If the color of the rear right lane is yellow in the judgment of S702, the vehicle is driving by violating the center line and controlling the steering wheel to the right through the steering wheel driver 30 by determining that it is for the frontal collision with the oncoming vehicle. By allowing the vehicle to return to the traveling lane, it is possible to prevent the frontal collision with the oncoming vehicle from occurring (S703).

In addition, if the color of the right lane is not yellow in the determination of S702, the control unit 20 controls the steering wheel to the right direction through the steering wheel driving unit 30 to move to the right lane or the shoulder, so that it is slowed down or This prevents a frontal collision with a vehicle that is stopped due to a vehicle failure or the like (S704).

In addition, if the distance between the vehicle and the vehicle traveling in the rear right side is less than 1 divided by the reference distance (C) value in the judgment of S701, and it is determined that rear collision occurs when moving to the right side, the vehicle traveling on the front left side. When the distance between the vehicle and the vehicle is moved to the left, it is determined whether there is a risk of collision (S705).

Dividing the distance between vehicles running from the front left by the reference distance (C) value, if it is greater than 1, it is determined that there is no risk of forward collision even if the vehicle is moved to the left. We believe a collision will occur.

If it is determined in step S705 that there is no risk of forward collision even when the vehicle is moved to the left side, the color of the left lane input through the image input unit 15 is analyzed to determine whether the color of the lane is yellow (S706).

If the color of the left lane is yellow in the judgment of S706, the steering wheel is controlled in the left direction through the steering wheel driving unit 30 so that the vehicle collides with the vehicle running slowly in front of the vehicle over the center line or stopped due to an accident or vehicle breakdown. It avoids (S707).

In addition, if the color of the left lane is not yellow in the determination of S706, the control unit 20 controls the steering wheel to the left through the steering wheel driving unit 30 to move to the left lane, so that the vehicle is slow to go forward or an accident or a vehicle breakdown occurs. This prevents the frontal collision with the vehicle stopped by the back (S708).

In addition, if it is determined that a collision occurs when the distance between the vehicle traveling in the front left and the own vehicle moves to the left lane in the determination of S705, the steering wheel is fixed to prevent the driver from arbitrarily controlling the steering wheel, and The brake and the airbag are operated to maximally protect the driver and the occupant (S709).

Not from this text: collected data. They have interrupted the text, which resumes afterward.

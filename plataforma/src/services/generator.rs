use crate::config::GenerationConfig;
use crate::error::Result;
use crate::llm::{prompts, Completion, CompletionOptions, CompletionStream, LlmProvider};
use crate::models::{GeneratedAnswer, RetrievedChunk};
use crate::security::PromptHardener;

/// Fixed answer for queries where retrieval produced nothing usable.
pub const NOT_FOUND_ANSWER: &str =
    "No se encontró información sobre este tema en los planes de gobierno consultados.";

/// Fixed answer when the question still carries delimiter-breaking content
/// after hardening; the LLM is never called with a compromised prompt.
pub const UNSAFE_QUERY_ANSWER: &str =
    "La consulta no pudo procesarse de forma segura. Reformule la pregunta.";

const MODEL_NONE: &str = "none";
const SHORT_CONTEXT_WARN_CHARS: usize = 200;

#[derive(Debug, Clone, Default)]
pub struct GenerationOptions {
    pub temperature: Option<f32>,
    pub max_tokens: Option<u32>,
    /// Display name of the party the answer must be constrained to. Used by
    /// the comparison orchestrator to avoid cross-party bleed.
    pub single_party: Option<String>,
}

/// Calls the LLM over assembled context and scores the result. Confidence
/// comes from retrieval and response signals, never from the model's own
/// claim.
pub struct AnswerGenerator {
    llm: LlmProvider,
    hardener: PromptHardener,
    defaults: GenerationConfig,
}

impl AnswerGenerator {
    pub fn new(llm: LlmProvider, defaults: GenerationConfig) -> Self {
        Self {
            llm,
            hardener: PromptHardener::new(),
            defaults,
        }
    }

    pub async fn generate(
        &self,
        context: &str,
        question: &str,
        chunks: &[RetrievedChunk],
        options: &GenerationOptions,
    ) -> Result<GeneratedAnswer> {
        // Calling the LLM on empty context wastes tokens on a guaranteed
        // low-quality answer.
        if context.trim().is_empty() || chunks.is_empty() {
            tracing::debug!("Empty context, short-circuiting with not-found answer");
            return Ok(not_found_answer());
        }

        if context.trim().len() < SHORT_CONTEXT_WARN_CHARS {
            tracing::warn!(
                context_len = context.trim().len(),
                "Context unusually short, answer quality may suffer"
            );
        }

        let system = self.system_prompt(options);
        let hardened = self.hardener.harden(&system, question);
        if hardened.has_escaped_content {
            tracing::warn!("Question still carries delimiter-breaking content, skipping LLM");
            return Ok(GeneratedAnswer {
                answer: UNSAFE_QUERY_ANSWER.to_string(),
                confidence: 0.0,
                tokens_used: 0,
                model: MODEL_NONE.to_string(),
            });
        }

        let user_prompt = prompts::answer_user_prompt(context, &hardened.user_prompt);
        let completion = self
            .llm
            .complete(
                &user_prompt,
                Some(&hardened.system_prompt),
                Some(&self.completion_options(options)),
            )
            .await?;

        Ok(self.score_completion(completion, chunks))
    }

    /// Streaming variant. Yields answer fragments; the caller accumulates
    /// them and computes final metadata once the stream completes, and owns
    /// timeout/cancellation.
    pub async fn generate_streaming(
        &self,
        context: &str,
        question: &str,
        chunks: &[RetrievedChunk],
        options: &GenerationOptions,
    ) -> Result<CompletionStream> {
        if context.trim().is_empty() || chunks.is_empty() {
            tracing::debug!("Empty context, streaming fixed not-found answer");
            let stream = async_stream::try_stream! {
                yield NOT_FOUND_ANSWER.to_string();
            };
            return Ok(Box::pin(stream));
        }

        let system = self.system_prompt(options);
        let hardened = self.hardener.harden(&system, question);
        if hardened.has_escaped_content {
            tracing::warn!("Question still carries delimiter-breaking content, skipping LLM");
            let stream = async_stream::try_stream! {
                yield UNSAFE_QUERY_ANSWER.to_string();
            };
            return Ok(Box::pin(stream));
        }

        let user_prompt = prompts::answer_user_prompt(context, &hardened.user_prompt);
        self.llm
            .complete_streaming(
                &user_prompt,
                Some(&hardened.system_prompt),
                Some(&self.completion_options(options)),
            )
            .await
    }

    fn system_prompt(&self, options: &GenerationOptions) -> String {
        match &options.single_party {
            Some(party) => prompts::single_party_system_prompt(party),
            None => prompts::answer_system_prompt().to_string(),
        }
    }

    fn completion_options(&self, options: &GenerationOptions) -> CompletionOptions {
        CompletionOptions {
            temperature: Some(options.temperature.unwrap_or(self.defaults.temperature)),
            max_tokens: Some(options.max_tokens.unwrap_or(self.defaults.max_tokens)),
            ..Default::default()
        }
    }

    fn score_completion(&self, completion: Completion, chunks: &[RetrievedChunk]) -> GeneratedAnswer {
        let mean_score = if chunks.is_empty() {
            0.0
        } else {
            chunks.iter().map(|c| c.hybrid_score).sum::<f32>() / chunks.len() as f32
        };

        let confidence = compute_confidence(
            &completion.content,
            completion.finish_reason.as_deref(),
            chunks.len(),
            mean_score,
        );

        GeneratedAnswer {
            answer: completion.content,
            confidence,
            tokens_used: completion.tokens_used,
            model: completion.model,
        }
    }
}

fn not_found_answer() -> GeneratedAnswer {
    GeneratedAnswer {
        answer: NOT_FOUND_ANSWER.to_string(),
        confidence: 0.0,
        tokens_used: 0,
        model: MODEL_NONE.to_string(),
    }
}

/// Confidence in [0, 1] from retrieval strength, source breadth, and answer
/// substance. A truncated completion is penalized.
pub(crate) fn compute_confidence(
    answer: &str,
    finish_reason: Option<&str>,
    source_count: usize,
    mean_score: f32,
) -> f32 {
    let retrieval_factor = mean_score.clamp(0.0, 1.0);
    let source_factor = (source_count.min(5) as f32) / 5.0;
    let length_factor = (answer.chars().count() as f32 / 400.0).min(1.0);

    let mut confidence = 0.45 * retrieval_factor + 0.35 * source_factor + 0.2 * length_factor;

    if finish_reason == Some("length") {
        confidence *= 0.8;
    }

    confidence.clamp(0.0, 1.0)
}
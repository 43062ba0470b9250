use std::pin::Pin;
use std::sync::Arc;
use std::time::Instant;

use futures::{Stream, StreamExt};

use crate::cache::ResultCache;
use crate::config::{Config, SearchConfig};
use crate::embeddings::EmbeddingProvider;
use crate::error::{PlataformaError, Result};
use crate::llm::LlmProvider;
use crate::models::{
    ComparisonResult, GeneratedAnswer, QueryMetadata, QueryResponse, RetrievedChunk, SourceRef,
    StreamEvent,
};
use crate::security::QuerySanitizer;
use crate::services::assembler::ContextAssembler;
use crate::services::comparator::{CompareOptions, ComparisonOrchestrator};
use crate::services::generator::{AnswerGenerator, GenerationOptions, NOT_FOUND_ANSWER};
use crate::services::processor::QueryProcessor;
use crate::services::searcher::HybridSearcher;
use crate::store::{CacheStore, PartyDirectory, VectorStore};

const MODEL_NONE: &str = "none";

#[derive(Debug, Clone, Default)]
pub struct QueryOptions {
    pub top_k: Option<u32>,
    pub party: Option<String>,
    pub temperature: Option<f32>,
    pub max_tokens: Option<u32>,
    pub min_relevance_score: Option<f32>,
}

pub type EventStream = Pin<Box<dyn Stream<Item = Result<StreamEvent>> + Send>>;

/// Entry point for the whole retrieval pipeline: process → embed → search →
/// assemble → generate, plus cached multi-party comparison. Only the
/// security block escapes as an error; every provider failure degrades to a
/// valid low-confidence response.
pub struct RagPipeline {
    processor: Arc<QueryProcessor>,
    searcher: Arc<HybridSearcher>,
    assembler: ContextAssembler,
    generator: Arc<AnswerGenerator>,
    comparator: ComparisonOrchestrator,
    embeddings: Arc<EmbeddingProvider>,
    cache: ResultCache,
    search_defaults: SearchConfig,
    model_label: String,
}

impl RagPipeline {
    pub fn new(
        config: &Config,
        llm: LlmProvider,
        embeddings: Arc<EmbeddingProvider>,
        vector_store: Arc<dyn VectorStore>,
        party_directory: Arc<dyn PartyDirectory>,
        cache_store: Option<Arc<dyn CacheStore>>,
    ) -> Self {
        let sanitizer = QuerySanitizer::new(&config.security);
        let processor = Arc::new(QueryProcessor::new(sanitizer, llm.clone()));
        let searcher = Arc::new(HybridSearcher::new(vector_store, config.search.clone()));
        let assembler = ContextAssembler::new(config.context.max_context_chars);
        let generator = Arc::new(AnswerGenerator::new(llm.clone(), config.generation.clone()));

        let comparator = ComparisonOrchestrator::new(
            Arc::clone(&searcher),
            assembler.clone(),
            Arc::clone(&generator),
            Arc::clone(&embeddings),
            party_directory,
            config.comparison.clone(),
        );

        let cache_store = if config.cache.enabled { cache_store } else { None };
        let cache = ResultCache::new(cache_store, config.cache.expires_in_hours);

        let model_label = config
            .llm
            .as_ref()
            .map(|llm| llm.model.clone())
            .unwrap_or_else(|| MODEL_NONE.to_string());

        Self {
            processor,
            searcher,
            assembler,
            generator,
            comparator,
            embeddings,
            cache,
            search_defaults: config.search.clone(),
            model_label,
        }
    }

    /// Cache surface, exposed to the HTTP layer for invalidation, cleanup,
    /// and stats endpoints.
    pub fn cache(&self) -> &ResultCache {
        &self.cache
    }

    pub async fn query(&self, question: &str, options: &QueryOptions) -> Result<QueryResponse> {
        let start = Instant::now();

        let processed = self.processor.process(question).await?;
        let chunks = self.retrieve(&processed.search_text(), question, options).await;

        let context = self.assembler.build(&chunks, question);
        let stats = self.assembler.stats(&chunks);

        let generation_options = GenerationOptions {
            temperature: options.temperature,
            max_tokens: options.max_tokens,
            single_party: None,
        };

        let answer = match self
            .generator
            .generate(&context, question, &chunks, &generation_options)
            .await
        {
            Ok(answer) => answer,
            Err(e) => {
                tracing::warn!(error = %e, "Generation failed, degrading to not-found answer");
                GeneratedAnswer {
                    answer: NOT_FOUND_ANSWER.to_string(),
                    confidence: 0.0,
                    tokens_used: 0,
                    model: MODEL_NONE.to_string(),
                }
            }
        };

        let sources: Vec<SourceRef> = chunks
            .iter()
            .take(stats.chunks_used)
            .map(SourceRef::from_chunk)
            .collect();

        Ok(QueryResponse {
            answer: answer.answer,
            sources,
            confidence: answer.confidence,
            metadata: QueryMetadata {
                query_time_ms: start.elapsed().as_millis() as u64,
                chunks_retrieved: chunks.len(),
                chunks_used: stats.chunks_used,
                model: answer.model,
                tokens_used: answer.tokens_used,
            },
        })
    }

    /// Streaming variant of `query`. Chunk events carry answer fragments;
    /// one metadata event closes the stream. Token usage is not available
    /// on the streaming interface and is reported as 0.
    pub async fn query_streaming(
        &self,
        question: &str,
        options: &QueryOptions,
    ) -> Result<EventStream> {
        let start = Instant::now();

        let processed = self.processor.process(question).await?;
        let chunks = self.retrieve(&processed.search_text(), question, options).await;

        let context = self.assembler.build(&chunks, question);
        let stats = self.assembler.stats(&chunks);

        let generation_options = GenerationOptions {
            temperature: options.temperature,
            max_tokens: options.max_tokens,
            single_party: None,
        };

        let mut inner = self
            .generator
            .generate_streaming(&context, question, &chunks, &generation_options)
            .await?;

        let metadata = QueryMetadata {
            query_time_ms: start.elapsed().as_millis() as u64,
            chunks_retrieved: chunks.len(),
            chunks_used: stats.chunks_used,
            model: self.model_label.clone(),
            tokens_used: 0,
        };

        let stream = async_stream::try_stream! {
            while let Some(fragment) = inner.next().await {
                let text = fragment?;
                yield StreamEvent::Chunk { text };
            }
            yield StreamEvent::Metadata { metadata };
        };

        Ok(Box::pin(stream))
    }

    /// Cached multi-party comparison. The topic passes the same sanitizer
    /// as single queries; the cache is consulted before orchestration and
    /// filled afterwards, and cache trouble never fails the request.
    pub async fn compare_parties(
        &self,
        topic: &str,
        party_ids: &[String],
        options: &CompareOptions,
    ) -> Result<ComparisonResult> {
        let scan = self.processor.sanitize(topic);
        if scan.blocked {
            tracing::warn!(risk_score = scan.risk_score, "Comparison topic blocked");
            return Err(PlataformaError::SecurityBlocked {
                risk_score: scan.risk_score,
                reasons: scan.reasons,
            });
        }

        if let Some(entry) = self.cache.get_cached(topic, party_ids).await {
            return Ok(ComparisonResult {
                topic: entry.topic,
                comparisons: entry.comparisons,
                from_cache: true,
                processing_time_ms: entry.metadata.processing_time_ms,
            });
        }

        let result = self
            .comparator
            .compare_parties(&scan.sanitized, party_ids, options)
            .await?;

        self.cache
            .set_cached(
                topic,
                party_ids,
                result.comparisons.clone(),
                result.processing_time_ms,
                None,
            )
            .await;

        Ok(result)
    }

    /// Shared retrieval step. Embedding or search trouble degrades to an
    /// empty chunk set; the generator's empty-context short-circuit turns
    /// that into a fixed not-found answer downstream.
    async fn retrieve(
        &self,
        search_text: &str,
        question: &str,
        options: &QueryOptions,
    ) -> Vec<RetrievedChunk> {
        let embedding = match self.embeddings.embed_query(search_text).await {
            Ok(embedding) => embedding,
            Err(e) => {
                tracing::warn!(error = %e, "Query embedding failed, degrading to empty retrieval");
                return Vec::new();
            }
        };

        let top_k = options.top_k.unwrap_or(self.search_defaults.default_top_k);
        let mut search_options = self.searcher.default_options();
        search_options.party = options.party.clone();
        if let Some(min_score) = options.min_relevance_score {
            search_options.min_score = min_score;
        }

        match self
            .searcher
            .hybrid_search(search_text, &embedding, top_k, &search_options)
            .await
        {
            Ok(chunks) => chunks,
            Err(e) => {
                tracing::warn!(error = %e, query_len = question.len(), "Hybrid search failed, degrading to empty retrieval");
                Vec::new()
            }
        }
    }
}
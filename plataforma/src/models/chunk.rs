use serde::{Deserialize, Serialize};

/// Provenance of a retrieved passage: which party's platform it came from,
/// which document, and where in that document.
#[derive(Debug, Clone, PartialEq, Eq, Serialize, Deserialize)]
pub struct ChunkSource {
    pub party: String,
    pub document: String,
    #[serde(skip_serializing_if = "Option::is_none")]
    pub pages: Option<String>,
}

/// A scored passage produced by the searcher. Ordering among chunks is
/// strictly descending by whichever score the caller asked for.
#[derive(Debug, Clone, Serialize, Deserialize)]
pub struct RetrievedChunk {
    pub id: String,
    pub content: String,
    /// Dropped after scoring unless the caller needs it; embeddings are
    /// large and never serialized to API consumers.
    #[serde(skip_serializing, default)]
    pub embedding: Option<Vec<f32>>,
    pub source: ChunkSource,
    pub vector_score: f32,
    pub keyword_score: f32,
    pub hybrid_score: f32,
    #[serde(skip_serializing_if = "Option::is_none")]
    pub quality_score: Option<f32>,
}

impl RetrievedChunk {
    pub fn without_embedding(mut self) -> Self {
        self.embedding = None;
        self
    }
}

/// Reference to a source cited in an answer, as exposed to API consumers.
#[derive(Debug, Clone, PartialEq, Serialize, Deserialize)]
pub struct SourceRef {
    pub party: String,
    pub document: String,
    #[serde(skip_serializing_if = "Option::is_none")]
    pub pages: Option<String>,
    pub score: f32,
}

impl SourceRef {
    pub fn from_chunk(chunk: &RetrievedChunk) -> Self {
        Self {
            party: chunk.source.party.clone(),
            document: chunk.source.document.clone(),
            pages: chunk.source.pages.clone(),
            score: chunk.hybrid_score,
        }
    }
}
use crate::config::{parse_llm_provider_model, EmbeddingsConfig};
use crate::embeddings::api::{default_base_url, ApiConfig, EmbeddingApiClient};
use crate::error::{PlataformaError, Result};

enum EmbeddingBackend {
    Api { client: EmbeddingApiClient },
    Unavailable { reason: String },
}

/// Facade over the configured embedding backend. Constructed once at
/// startup and injected into the pipeline; batch requests are chunked to
/// the configured batch size.
pub struct EmbeddingProvider {
    backend: EmbeddingBackend,
    dimensions: usize,
    batch_size: usize,
}

impl EmbeddingProvider {
    pub fn new(config: &EmbeddingsConfig) -> Result<Self> {
        let (provider, model) = parse_llm_provider_model(&config.model);

        if provider == "local" {
            return Ok(Self {
                backend: EmbeddingBackend::Unavailable {
                    reason: format!(
                        "Local embedding models are not supported; got '{}'",
                        config.model
                    ),
                },
                dimensions: config.dimensions,
                batch_size: config.batch_size,
            });
        }

        let api_config = ApiConfig {
            base_url: config
                .base_url
                .clone()
                .unwrap_or_else(|| default_base_url(provider).to_string()),
            api_key: config.api_key.clone(),
            model: model.to_string(),
            timeout_secs: config.timeout_secs,
            max_retries: config.max_retries,
        };

        let client = EmbeddingApiClient::new(api_config)?;

        Ok(Self {
            backend: EmbeddingBackend::Api { client },
            dimensions: config.dimensions,
            batch_size: config.batch_size.max(1),
        })
    }

    pub fn is_available(&self) -> bool {
        !matches!(self.backend, EmbeddingBackend::Unavailable { .. })
    }

    pub fn dimensions(&self) -> usize {
        self.dimensions
    }

    pub async fn embed_query(&self, query: &str) -> Result<Vec<f32>> {
        let mut embeddings = self.embed_batch(&[query]).await?;
        embeddings
            .pop()
            .ok_or_else(|| PlataformaError::Embedding("No embedding generated".to_string()))
    }

    pub async fn embed_batch(&self, texts: &[&str]) -> Result<Vec<Vec<f32>>> {
        if texts.is_empty() {
            return Ok(Vec::new());
        }

        match &self.backend {
            EmbeddingBackend::Unavailable { reason } => {
                Err(PlataformaError::EmbeddingUnavailable(reason.clone()))
            }
            EmbeddingBackend::Api { client } => {
                let mut all = Vec::with_capacity(texts.len());
                for batch in texts.chunks(self.batch_size) {
                    let embeddings = client.embed(batch).await?;
                    for embedding in &embeddings {
                        if embedding.len() != self.dimensions {
                            return Err(PlataformaError::Embedding(format!(
                                "Embedding dimension mismatch: expected {}, got {}",
                                self.dimensions,
                                embedding.len()
                            )));
                        }
                    }
                    all.extend(embeddings);
                }
                Ok(all)
            }
        }
    }
}
use std::collections::HashMap;
use std::sync::{Arc, Mutex, Once};

use async_trait::async_trait;
use serde_json::json;

use plataforma::config::{
    CacheConfig, ComparisonConfig, Config, ContextConfig, EmbeddingsConfig, GenerationConfig,
    LlmConfig, SearchConfig, SecurityConfig,
};
use plataforma::embeddings::EmbeddingProvider;
use plataforma::error::Result;
use plataforma::llm::LlmProvider;
use plataforma::models::{ChunkSource, RetrievedChunk};
use plataforma::store::{
    HybridSearchOptions, MemoryCacheStore, PartyDirectory, ResolvedParty, SearchFilter,
    VectorStore,
};
use plataforma::RagPipeline;

static TRACING: Once = Once::new();

/// Log pipeline internals when RUST_LOG is set; safe to call from every
/// test.
pub fn init_tracing() {
    TRACING.call_once(|| {
        let _ = tracing_subscriber::fmt()
            .with_env_filter(
                tracing_subscriber::EnvFilter::try_from_default_env()
                    .unwrap_or_else(|_| "plataforma=debug".into()),
            )
            .try_init();
    });
}

pub fn make_chunk(
    id: &str,
    party: &str,
    vector_score: f32,
    keyword_score: f32,
    content: &str,
) -> RetrievedChunk {
    RetrievedChunk {
        id: id.to_string(),
        content: content.to_string(),
        embedding: None,
        source: ChunkSource {
            party: party.to_string(),
            document: format!("Plan de Gobierno {party}"),
            pages: None,
        },
        vector_score,
        keyword_score,
        hybrid_score: 0.0,
        quality_score: None,
    }
}

/// Vector store stub returning a fixed chunk set, recording every hybrid
/// call's (party filter, min_score) pair so tests can assert the threshold
/// staircase.
pub struct StubVectorStore {
    chunks: Vec<RetrievedChunk>,
    pub hybrid_calls: Mutex<Vec<(Option<String>, f32)>>,
}

impl StubVectorStore {
    pub fn new(chunks: Vec<RetrievedChunk>) -> Self {
        Self {
            chunks,
            hybrid_calls: Mutex::new(Vec::new()),
        }
    }

    pub fn recorded_calls(&self) -> Vec<(Option<String>, f32)> {
        self.hybrid_calls.lock().unwrap().clone()
    }
}

#[async_trait]
impl VectorStore for StubVectorStore {
    async fn similarity_search(
        &self,
        _embedding: &[f32],
        limit: u32,
        filter: Option<&SearchFilter>,
    ) -> Result<Vec<RetrievedChunk>> {
        let mut chunks: Vec<RetrievedChunk> = self
            .chunks
            .iter()
            .filter(|c| {
                filter
                    .and_then(|f| f.party.as_ref())
                    .map_or(true, |party| &c.source.party == party)
            })
            .cloned()
            .collect();
        chunks.truncate(limit as usize);
        Ok(chunks)
    }

    async fn hybrid_search(
        &self,
        _embedding: &[f32],
        _query_text: &str,
        _limit: u32,
        options: &HybridSearchOptions,
    ) -> Result<Vec<RetrievedChunk>> {
        self.hybrid_calls
            .lock()
            .unwrap()
            .push((options.party.clone(), options.min_score));

        Ok(self
            .chunks
            .iter()
            .filter(|c| {
                options
                    .party
                    .as_ref()
                    .map_or(true, |party| &c.source.party == party)
            })
            .cloned()
            .collect())
    }
}

pub struct StubPartyDirectory {
    entries: HashMap<String, ResolvedParty>,
}

impl StubPartyDirectory {
    pub fn new(parties: &[(&str, &str, &str)]) -> Self {
        let entries = parties
            .iter()
            .map(|(slug, canonical, display)| {
                (
                    slug.to_lowercase(),
                    ResolvedParty {
                        canonical_id: canonical.to_string(),
                        display_name: display.to_string(),
                    },
                )
            })
            .collect();
        Self { entries }
    }

    pub fn empty() -> Self {
        Self {
            entries: HashMap::new(),
        }
    }
}

#[async_trait]
impl PartyDirectory for StubPartyDirectory {
    async fn resolve(&self, id_or_slug: &str) -> Result<Option<ResolvedParty>> {
        Ok(self.entries.get(&id_or_slug.to_lowercase()).cloned())
    }
}

/// Config wired for tests: zero inter-call delay, tiny embedding dimension,
/// providers pointed at the given mock base URLs.
pub fn test_config(llm_base_url: Option<String>, embed_base_url: Option<String>) -> Config {
    Config {
        security: SecurityConfig {
            block_threshold: 75,
            suspicious_threshold: 40,
            max_query_length: 1000,
        },
        search: SearchConfig {
            vector_weight: 0.7,
            keyword_weight: 0.3,
            min_score: 0.3,
            default_top_k: 5,
        },
        context: ContextConfig {
            max_context_chars: 4000,
        },
        generation: GenerationConfig {
            temperature: 0.7,
            max_tokens: 800,
        },
        comparison: ComparisonConfig {
            top_k_per_party: 3,
            llm_call_delay_ms: 0,
        },
        cache: CacheConfig {
            enabled: true,
            capacity: 64,
            expires_in_hours: None,
        },
        embeddings: EmbeddingsConfig {
            model: "openai/text-embedding-3-small".to_string(),
            api_key: Some("test-key".to_string()),
            // Unreachable address by default so tests without an embedding
            // mock fail fast into the degraded path instead of hitting the
            // real provider.
            base_url: Some(
                embed_base_url.unwrap_or_else(|| "http://127.0.0.1:1".to_string()),
            ),
            dimensions: 3,
            batch_size: 8,
            timeout_secs: 5,
            max_retries: 0,
        },
        llm: llm_base_url.map(|base_url| LlmConfig {
            model: "openai/gpt-4o-mini".to_string(),
            api_key: Some("test-key".to_string()),
            base_url: Some(base_url),
            timeout_secs: 5,
            max_retries: 0,
        }),
    }
}

pub fn build_pipeline(
    config: &Config,
    store: Arc<StubVectorStore>,
    directory: Arc<dyn PartyDirectory>,
) -> RagPipeline {
    let llm = LlmProvider::new(config.llm.as_ref());
    let embeddings =
        Arc::new(EmbeddingProvider::new(&config.embeddings).expect("embedding provider"));
    let cache_store = Arc::new(MemoryCacheStore::new(config.cache.capacity));

    RagPipeline::new(config, llm, embeddings, store, directory, Some(cache_store))
}

/// OpenAI-compatible chat completion body for wiremock.
pub fn chat_response(content: &str) -> serde_json::Value {
    json!({
        "id": "chatcmpl-test",
        "object": "chat.completion",
        "created": 1700000000,
        "model": "gpt-4o-mini",
        "choices": [{
            "index": 0,
            "message": {"role": "assistant", "content": content},
            "finish_reason": "stop"
        }],
        "usage": {"prompt_tokens": 120, "completion_tokens": 80, "total_tokens": 200}
    })
}

/// OpenAI-compatible embeddings body for wiremock, one vector per input.
pub fn embeddings_response(count: usize) -> serde_json::Value {
    let data: Vec<serde_json::Value> = (0..count)
        .map(|i| {
            json!({
                "embedding": [0.1, 0.2, 0.3],
                "index": i,
                "object": "embedding"
            })
        })
        .collect();

    json!({
        "data": data,
        "model": "text-embedding-3-small",
        "object": "list",
        "usage": {"prompt_tokens": 8, "total_tokens": 8}
    })
}
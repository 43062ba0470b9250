use async_trait::async_trait;
use chrono::{DateTime, Utc};
use lru::LruCache;
use std::num::NonZeroUsize;
use std::sync::{Arc, Mutex};

use crate::error::{PlataformaError, Result};
use crate::models::CacheEntry;
use crate::store::traits::CacheStore;

/// Thread-safe in-memory cache backend with LRU eviction
///
/// Uses the Arc<Mutex<>> pattern for safe concurrent access across tasks.
/// Suitable for tests and single-process deployments; persistent backends
/// live in infrastructure code behind the same trait.
#[derive(Clone)]
pub struct MemoryCacheStore {
    entries: Arc<Mutex<LruCache<(String, String), CacheEntry>>>,
}

impl MemoryCacheStore {
    /// Create a new store with the given capacity (LRU eviction applies).
    ///
    /// # Panics
    /// Panics if capacity is 0
    pub fn new(capacity: usize) -> Self {
        let entries =
            LruCache::new(NonZeroUsize::new(capacity).expect("Capacity must be non-zero"));
        Self {
            entries: Arc::new(Mutex::new(entries)),
        }
    }

    fn lock(&self) -> Result<std::sync::MutexGuard<'_, LruCache<(String, String), CacheEntry>>> {
        self.entries
            .lock()
            .map_err(|e| PlataformaError::Cache(format!("Cache lock poisoned: {e}")))
    }
}

#[async_trait]
impl CacheStore for MemoryCacheStore {
    async fn get(&self, topic_hash: &str, party_ids_hash: &str) -> Result<Option<CacheEntry>> {
        let mut entries = self.lock()?;
        Ok(entries
            .get(&(topic_hash.to_string(), party_ids_hash.to_string()))
            .cloned())
    }

    async fn upsert(&self, entry: CacheEntry) -> Result<()> {
        let mut entries = self.lock()?;
        entries.put(
            (entry.topic_hash.clone(), entry.party_ids_hash.clone()),
            entry,
        );
        Ok(())
    }

    async fn delete(&self, topic_hash: &str, party_ids_hash: &str) -> Result<bool> {
        let mut entries = self.lock()?;
        Ok(entries
            .pop(&(topic_hash.to_string(), party_ids_hash.to_string()))
            .is_some())
    }

    async fn delete_expired(&self, now: DateTime<Utc>) -> Result<u64> {
        let mut entries = self.lock()?;
        let expired: Vec<(String, String)> = entries
            .iter()
            .filter(|(_, entry)| entry.is_expired(now))
            .map(|(key, _)| key.clone())
            .collect();

        for key in &expired {
            entries.pop(key);
        }

        Ok(expired.len() as u64)
    }

    async fn count(&self) -> Result<u64> {
        let entries = self.lock()?;
        Ok(entries.len() as u64)
    }
}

The control operation as described above will be described with reference to FIG. 5 as follows.

For example, in a normal driving condition such as (a), the steering wheel can be controlled by the driver's will for lane change or curved driving.

However, in a situation determined as a dangerous driving state, the control may be divided into a center line intrusion, a front collision avoidance, and a front collision driving.

As shown in (b), when the right lane is yellow lane invasion driving, the radar sensor detects the distance between the vehicle traveling from the rear right side and controls the steering angle to the right side when it is determined that there is no danger of collision in the rear right lane. Return to the driving lane.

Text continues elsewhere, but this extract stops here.